Problem to solve
Below are the records; collect from them each line containing the string "impl".

Stored items
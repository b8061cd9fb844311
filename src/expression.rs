//! Typed pieces of generated code

use std::fmt;

use proc_macro2::TokenStream;

use crate::code::CodeFragment;
use crate::resolve::CodegenError;
use crate::types::TypeRef;

/// A synthesized piece of code and the static type it evaluates to
#[derive(Clone, Debug, PartialEq, Eq, Hash)]
pub struct Expression {
    ty: TypeRef,
    code: CodeFragment,
}

impl Expression {
    pub fn new(ty: TypeRef, code: CodeFragment) -> Self {
        Self { ty, code }
    }

    pub fn ty(&self) -> &TypeRef {
        &self.ty
    }

    pub fn code(&self) -> &CodeFragment {
        &self.code
    }

    pub fn into_parts(self) -> (TypeRef, CodeFragment) {
        (self.ty, self.code)
    }

    pub fn to_token_stream(&self) -> Result<TokenStream, CodegenError> {
        self.code.to_token_stream()
    }

    /// Parse the code as a Rust expression.
    ///
    /// Return an error if the generated code is not syntactically valid.
    pub fn to_syn_expr(&self) -> Result<syn::Expr, CodegenError> {
        let code = self.code.to_string();
        syn::parse_str(&code).map_err(|err| CodegenError::Syntax {
            message: err.to_string(),
            code,
        })
    }
}

impl fmt::Display for Expression {
    fn fmt(&self, f: &mut fmt::Formatter<'_>) -> fmt::Result {
        write!(f, "{}: {}", self.code, self.ty)
    }
}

Result
impl Expression {
impl fmt::Display for Expression {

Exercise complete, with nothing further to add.